_How to complete this task_: Retype every line below precisely as it appears.

· · ·

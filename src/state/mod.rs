//! View-state controllers.
//!
//! Each controller owns disjoint state and exposes plain transition methods,
//! so any binding layer (the wasm viewer, the CLI, tests) can drive it:
//! - [`ScrollSpy`]: scroll offset to active navigation section
//! - [`DisclosureSet`]: expanded job-history entries
//! - [`SelectionFilter`] / [`TabSet`]: gallery category and skills tab
//! - [`Modal`]: inspected project, scroll lock and Escape listener
//! - [`HeaderState`], [`RoleCycle`], [`ContactState`]: header chrome, hero
//!   rotation, contact form

mod contact;
mod disclosure;
pub mod filter;
mod header;
mod hero;
mod modal;
mod scroll_spy;

pub use contact::{
    is_valid_email, validate, validate_field, ContactState, ContactSubmitter, FieldErrors,
    SimulatedSubmitter, SubmitStatus, MESSAGE_MIN_LEN, NAME_MIN_LEN, SUBJECT_MIN_LEN,
};
pub use disclosure::{DisclosureSet, PanelStyle};
pub use filter::{Categorized, SelectionFilter, TabSet, ALL};
pub use header::HeaderState;
pub use hero::RoleCycle;
pub use modal::{ClickTarget, Modal, ESCAPE_KEY};
pub use scroll_spy::{FrameThrottle, ScrollSpy};
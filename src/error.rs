//! Structured error types for folio.
//!
//! Only structural problems surface here. View-state misses (no matching
//! section, unknown category, out-of-range tab) are not errors.

/// All errors that can occur while loading content or driving the page.
#[derive(Debug, thiserror::Error)]
pub enum PortfolioError {
    /// JSON (de)serialization error from serde_json.
    #[error("JSON: {0}")]
    Json(#[from] serde_json::Error),

    /// Invalid site configuration.
    #[error("Invalid configuration: {0}")]
    Config(String),

    /// Structurally unusable content feed.
    #[error("Invalid content: {0}")]
    Content(String),

    /// A scroll spy needs at least one section.
    #[error("No sections to track")]
    NoSections,

    /// A contact submission is already running.
    #[error("A submission is already in progress")]
    SubmitInFlight,

    /// The contact submitter reported a failure.
    #[error("Submission failed: {0}")]
    Submit(String),

    /// DOM access failed (missing window/document, listener registration).
    #[error("DOM error: {0}")]
    Dom(String),
}

/// Convenience alias used throughout the crate.
pub type Result<T> = std::result::Result<T, PortfolioError>;

#[cfg(target_arch = "wasm32")]
impl From<PortfolioError> for wasm_bindgen::JsValue {
    fn from(e: PortfolioError) -> Self {
        wasm_bindgen::JsValue::from_str(&e.to_string())
    }
}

· · ·

_Solution to the problem_:
filename src/state/mod.rs
//! View-state controllers.
//!
//! Each controller owns disjoint state and exposes plain transition methods,
//! so any binding layer (the wasm viewer, the CLI, tests) can drive it:
//! - [`ScrollSpy`]: scroll offset to active navigation section
//! - [`DisclosureSet`]: expanded job-history entries
//! - [`SelectionFilter`] / [`TabSet`]: gallery category and skills tab
//! - [`Modal`]: inspected project, scroll lock and Escape listener
//! - [`HeaderState`], [`RoleCycle`], [`ContactState`]: header chrome, hero
//!   rotation, contact form

mod contact;
mod disclosure;
pub mod filter;
mod header;
mod hero;
mod modal;
mod scroll_spy;

pub use contact::{
    is_valid_email, validate, validate_field, ContactState, ContactSubmitter, FieldErrors,
    SimulatedSubmitter, SubmitStatus, MESSAGE_MIN_LEN, NAME_MIN_LEN, SUBJECT_MIN_LEN,
};
pub use disclosure::{DisclosureSet, PanelStyle};
pub use filter::{Categorized, SelectionFilter, TabSet, ALL};
pub use header::HeaderState;
pub use hero::RoleCycle;
pub use modal::{ClickTarget, Modal, ESCAPE_KEY};
pub use scroll_spy::{FrameThrottle, ScrollSpy};
filename src/error.rs
//! Structured error types for folio.
//!
//! Only structural problems surface here. View-state misses (no matching
//! section, unknown category, out-of-range tab) are not errors.

/// All errors that can occur while loading content or driving the page.
#[derive(Debug, thiserror::Error)]
pub enum PortfolioError {
    /// JSON (de)serialization error from serde_json.
    #[error("JSON: {0}")]
    Json(#[from] serde_json::Error),

    /// Invalid site configuration.
    #[error("Invalid configuration: {0}")]
    Config(String),

    /// Structurally unusable content feed.
    #[error("Invalid content: {0}")]
    Content(String),

    /// A scroll spy needs at least one section.
    #[error("No sections to track")]
    NoSections,

    /// A contact submission is already running.
    #[error("A submission is already in progress")]
    SubmitInFlight,

    /// The contact submitter reported a failure.
    #[error("Submission failed: {0}")]
    Submit(String),

    /// DOM access failed (missing window/document, listener registration).
    #[error("DOM error: {0}")]
    Dom(String),
}

/// Convenience alias used throughout the crate.
pub type Result<T> = std::result::Result<T, PortfolioError>;

#[cfg(target_arch = "wasm32")]
impl From<PortfolioError> for wasm_bindgen::JsValue {
    fn from(e: PortfolioError) -> Self {
        wasm_bindgen::JsValue::from_str(&e.to_string())
    }
}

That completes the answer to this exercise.